In approaching this question, we must remember that Dr. Revitch was not called to testify at the trial and the state was not endeavoring to introduce any statement made by him. Appellant is attempting to invoke the exclusionary rule developed by such cases as Weeks v. United States, 232 U.S. 383, 34 S. Ct. 341, 58 L. Ed. 2d 652 (1914) and applied to the states by such cases as Mapp v. Ohio, 367 U.S. 643, 81 S. Ct. 1684, 6 L. Ed. 2d 1081 (1961). The exclusionary rule was developed as a deterrent to unlawful action of police officers. It is not applicable to action by private citizens, even when they inform state officers of matters coming to their knowledge. Walker v. State, 244 Ark. 1150, 429 S.W.2d 121; United States v. Burton, 475 F.2d 469 (8 Cir. 1973).

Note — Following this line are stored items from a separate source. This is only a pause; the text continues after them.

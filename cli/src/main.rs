//! CLI entrypoint for Model Swarm
//!
//! This is the main binary that wires together all layers using
//! dependency injection.

use anyhow::{Result, bail};
use clap::Parser;
use std::sync::Arc;
use swarm_application::{NoProgress, SwarmOrchestrator, SwarmProgressNotifier};
use swarm_domain::{Severity, SwarmTask};
use swarm_infrastructure::{
    ConfigLoader, DEFAULT_SIMULATED_CONFIDENCE, RoutingGateway, SimulatedResponder,
};
use swarm_presentation::{Cli, ConsoleFormatter, OutputFormat, ProgressReporter};
use tracing::{error, info, warn};
use tracing_subscriber::EnvFilter;

#[tokio::main]
async fn main() -> Result<()> {
    let cli = Cli::parse();

    // Initialize logging based on verbosity level
    let filter = match cli.verbose {
        0 => EnvFilter::new("warn"),
        1 => EnvFilter::new("info"),
        2 => EnvFilter::new("debug"),
        _ => EnvFilter::new("trace"), // -vvv or more
    };

    tracing_subscriber::fmt()
        .with_env_filter(filter)
        .with_target(false)
        .init();

    info!("Starting Model Swarm");

    if cli.show_config {
        ConfigLoader::print_config_sources();
        return Ok(());
    }

    // Load configuration
    let file_config = if cli.no_config {
        ConfigLoader::load_defaults()
    } else {
        ConfigLoader::load(cli.config.as_deref())?
    };

    for issue in file_config.validate() {
        match issue.severity {
            Severity::Error => error!("{}", issue),
            Severity::Warning => warn!("{}", issue),
        }
    }

    if !file_config.output.color {
        colored::control::set_override(false);
    }

    let (task_name, input) = match (cli.task.clone(), cli.input.clone()) {
        (Some(task), Some(input)) => (task, input),
        _ => bail!("Both a task name and an input are required. Try: model-swarm text_generation \"Hello\""),
    };

    // === Dependency Injection ===
    // Responders without a real client are simulated
    let confidence = cli.confidence.unwrap_or(DEFAULT_SIMULATED_CONFIDENCE);
    let gateway = RoutingGateway::new(vec![])
        .with_default(Arc::new(SimulatedResponder::new().with_confidence(confidence)));

    let orchestrator = SwarmOrchestrator::new(Arc::new(gateway), file_config.to_swarm_config())
        .with_registry(file_config.to_registry());

    let format = cli
        .output
        .or(file_config.output.format.map(OutputFormat::from))
        .unwrap_or(OutputFormat::Full);

    // Print header
    if !cli.quiet && format != OutputFormat::Json {
        println!();
        println!("+============================================================+");
        println!("|           Model Swarm - Responder Consensus                |");
        println!("+============================================================+");
        println!();
        println!("Task:  {}", task_name);
        println!("Input: {}", input);
        println!();
    }

    let mut task = SwarmTask::new(task_name, input);
    task.config = cli.swarm_override();

    // Execute with or without progress reporting
    let show_progress = !cli.quiet && file_config.output.show_progress && format != OutputFormat::Json;
    let reporter = ProgressReporter::new();
    let progress: &dyn SwarmProgressNotifier = if show_progress {
        &reporter
    } else {
        &NoProgress
    };
    let result = orchestrator.execute_task_with_progress(task, progress).await?;

    // Output results
    let output = match format {
        OutputFormat::Full => ConsoleFormatter::format(&result),
        OutputFormat::Text => ConsoleFormatter::format_text_only(&result),
        OutputFormat::Json => ConsoleFormatter::format_json(&result),
    };

    println!("{}", output);

    Ok(())
}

Appellant seeks to invoke the "fruit of the poisonous tree doctrine," citing Silverthorne Lumber Co. v. United States, 251 U.S. 385, 40 S. Ct. 182, 64 L. Ed. 319 (1920); and Wong Sun v. United States, 371 U.S. 471, 83 S. Ct. 407, 9 L. Ed. 2d 441 (1963). This doctrine, which had its inception in Silverthorne and gained its name in Nardone v. United States, 308 U.S. 338, 60 S. Ct. 266, 84 L. Ed. 307 (1939), is another facet of the exclusionary rule which has application only when the tree is poisoned by unlawful action by police officers. In Silverthorne, it was said that it is knowledge gained by the government's own wrong that cannot be used. In Wong Sun, the United States Supreme Court dealt with evidence obtained as the result of an unlawful arrest and an unlawful invasion of the dwelling place *350 of the accused to make the arrest. It was said in that case that the exclusionary rule does not apply when the government independently obtains knowledge of the evidence apart from its own unlawful activity. Appellant's argument that, in cooperating with Capt. Vallatt, Dr. Revitch acted on behalf of the state is neither convincing, nor accompanied by citation of any authority, and we find no merit in it. There was no unlawful action by police officers in discovering the identity of Gruzen. The violation of the privilege by the psychiatrist was not police action.
We do not find the case of Lewis v. State, 265 Ark. ___, 577 S.W.2d 415 (1979), analogous to this situation, as appellant suggests. That case involved a holding that the petitioners there were entitled to a hearing on a petition for post-conviction relief on the ground that their constitutional right to counsel had been violated by communication of confidential and privileged information by their retained attorney and an investigator employed by that attorney.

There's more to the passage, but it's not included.